Acclaimed Alzheimer's clinician-researcher to head Methodist Neurological Institute Alzheimer's Disease CenterHouston, TX - 3/23/2010
Gustavo C. Román, M.D., an internationally recognized expert in vascular dementia, joins the Methodist Neurological Institute (NI) to continue the quest to find a cure for Alzheimer’s, a disease diagnosed in the United States every 72 seconds.
Román will hold a distinguished endowed chair and lead the Methodist Alzheimer’s Disease Center. He will develop a multi-disciplinary team to treat patients using cutting-edge therapies, and to advance a translational research program on memory disorders and the relationship between brain circulation and dementia.
"Methodist has a long history of excellence in treating patients with neurological disorders and diseases. As a full-time faculty member and clinician-researcher, Dr. Román will add to our standing as a national leader in the neurosciences. More importantly, his leadership, expertise in treating patients and ability to connect with caregivers will help address one of the most challenging public health problems of our time," said Ron G. Girotto, president and CEO, The Methodist Hospital System.
Román’s current NIH-funded research focuses on post-stroke dementia in Mexico and cognitive function in lacunar strokes, or strokes caused by the blockage of a small branch of a larger blood vessel in the brain. Over the past decade, Alzheimer’s research has focused on molecular and cellular mechanisms that help transport amyloid beta (Ab) between blood and brain. Amyloid beta is a rogue protein that forms plaques in the brain and is considered to be a possible cause of Alzheimer’s. Román’s research concentrates on the reason why people with Alzheimer’s disease have less blood flow to the brain, and possible ways to improve brain circulation.
"Gustavo is vastly experienced in all aspects of dementia.
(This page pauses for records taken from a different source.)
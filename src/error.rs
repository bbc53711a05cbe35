//! When encoding or decoding an ordered JSON object goes wrong.

use serde::{de, ser};
use std::error;
use std::fmt::{self, Debug, Display};
use std::io;
use std::result;
use std::str::FromStr;

/// This type represents all possible errors that can occur when encoding or
/// decoding an ordered JSON object.
pub struct Error {
    /// This `Box` keeps the size of `Error` down to one word. `Result<T, Error>`
    /// is threaded through every key and value the codec touches.
    err: Box<ErrorImpl>,
}

/// Alias for a `Result` with the error type `ordered_json::Error`.
pub type Result<T> = result::Result<T, Error>;

impl Error {
    /// Byte offset into the input at which the error was detected, if the
    /// error is tied to a position.
    ///
    /// The first byte of the input is offset 0. Structural syntax errors
    /// always carry an offset; errors raised while classifying a key type do
    /// not.
    pub fn offset(&self) -> Option<usize> {
        self.err.offset
    }

    /// The precise cause of this error.
    ///
    /// Useful when error handling needs to distinguish causes that classify
    /// into the same [`Category`].
    pub fn code(&self) -> &ErrorCode {
        &self.err.code
    }

    /// Categorizes the cause of this error.
    ///
    /// - `Category::Io` - failure to read or write bytes on an IO stream
    /// - `Category::Syntax` - input that is not a syntactically valid flat JSON object
    /// - `Category::Data` - input data that is semantically incorrect
    /// - `Category::Eof` - unexpected end of the input data
    /// - `Category::Key` - a key type the codec cannot represent as an object key
    pub fn classify(&self) -> Category {
        match &self.err.code {
            ErrorCode::Message(_)
            | ErrorCode::InvalidType(_, _)
            | ErrorCode::InvalidValue(_, _)
            | ErrorCode::InvalidLength(_, _)
            | ErrorCode::UnknownVariant(_, _)
            | ErrorCode::UnknownField(_, _)
            | ErrorCode::MissingField(_)
            | ErrorCode::DuplicateField(_)
            | ErrorCode::FloatKeyMustBeFinite => Category::Data,
            ErrorCode::Io(_) => Category::Io,
            ErrorCode::Json(err) => match err.classify() {
                serde_json::error::Category::Io => Category::Io,
                serde_json::error::Category::Syntax => Category::Syntax,
                serde_json::error::Category::Data => Category::Data,
                serde_json::error::Category::Eof => Category::Eof,
            },
            ErrorCode::UnclosedObject => Category::Eof,
            ErrorCode::ExpectedObjectStart
            | ErrorCode::NestedObject
            | ErrorCode::KeyMustBeAString
            | ErrorCode::ExpectedColon
            | ErrorCode::ExpectedObjectCommaOrEnd
            | ErrorCode::TrailingComma => Category::Syntax,
            ErrorCode::UnsupportedKeyType(_) => Category::Key,
        }
    }

    /// Returns true if this error was caused by a failure to read or write
    /// bytes on an IO stream.
    pub fn is_io(&self) -> bool {
        self.classify() == Category::Io
    }

    /// Returns true if this error was caused by input that was not a
    /// syntactically valid flat JSON object.
    pub fn is_syntax(&self) -> bool {
        self.classify() == Category::Syntax
    }

    /// Returns true if this error was caused by input data that was
    /// semantically incorrect.
    ///
    /// For example, JSON containing a number is semantically incorrect when
    /// the type being deserialized into holds a String.
    pub fn is_data(&self) -> bool {
        self.classify() == Category::Data
    }

    /// Returns true if this error was caused by prematurely reaching the end
    /// of the input data.
    ///
    /// Callers that buffer partial input may be interested in retrying the
    /// decode once more data is available.
    pub fn is_eof(&self) -> bool {
        self.classify() == Category::Eof
    }

    /// Returns true if this error was caused by a key whose runtime shape the
    /// codec cannot represent as a JSON object key.
    ///
    /// This signals a schema problem in the calling program rather than bad
    /// input; retrying cannot succeed.
    pub fn is_key(&self) -> bool {
        self.classify() == Category::Key
    }
}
His knowledge of neuroepidemiology, cognitive neurology, vascular dementia and tropical neurology - mostly infectious and nutritional neurologic disorders found in developing countries — will bring a fresh approach to our efforts to eradicate this disease," said Dr. Stanley H. Appel, Methodist’s chairman of neurology and co-director of the Methodist NI.
Román was previously professor of neurology at the University of Texas Health Science Center’s School of Medicine in San Antonio, where he founded the UT Medicine Memory Disorders Clinic. Prior to UTHSC, he served as chief of the neuroepidemiology branch at the National Institutes of Health, where he led a team in producing the currently used diagnostic criteria for research studies in vascular dementia.
"The mere mention of the word ‘Alzheimer’s’ can be even more devastating to hear than the word ‘cancer’ for many in America," said Román. "My goal as the leader of Methodist’s Alzheimer’s Center is to improve existing treatments and ultimately find a cure for this devastating disease, which currently affects about 20 percent of the elderly population in the greater Houston area."
His accomplishments have earned him numerous awards, including the Commendation Medal of the United States Department of Health and Human Services. Román is a Fellow of the American Neurological Association, American Academy of Neurology (AAN), American College of Physicians, Royal Society of Medicine (London), Royal Society of Tropical Medicine (London), and the Colombian Academy of Medicine. He has participated in the International Affairs committee of the AAN and is chair of the neuroepidemiology section.
He served as advisor to the FDA and is a current reviewer for the Aging Systems and Geriatrics Study Section, and for the Fogarty International Center of the NIH. Román is Elected Trustee and member of the Board of Directors of the World Federation of Neurology. He is associate editor of the Journal of the Neurological Sciences, and until recently, Editor-in-Chief of the journal Neuroepidemiology.
Román is fluent in Spanish, English and French, and has published more than 300 journal articles and books. He is a medical graduate from the National University of Colombia with training in neurology at the Salpêtrière Hospital, University of Paris, France, and at the University of Vermont.
More than five million Americans live with Alzheimer’s disease and that number is poised to skyrocket, with 16 million people projected to develop the mind-destroying illness by 2050. Of the estimated 600,000 to 700,000 Texans presently affected by memory disorders, more than half are afflicted with Alzheimer’s disease.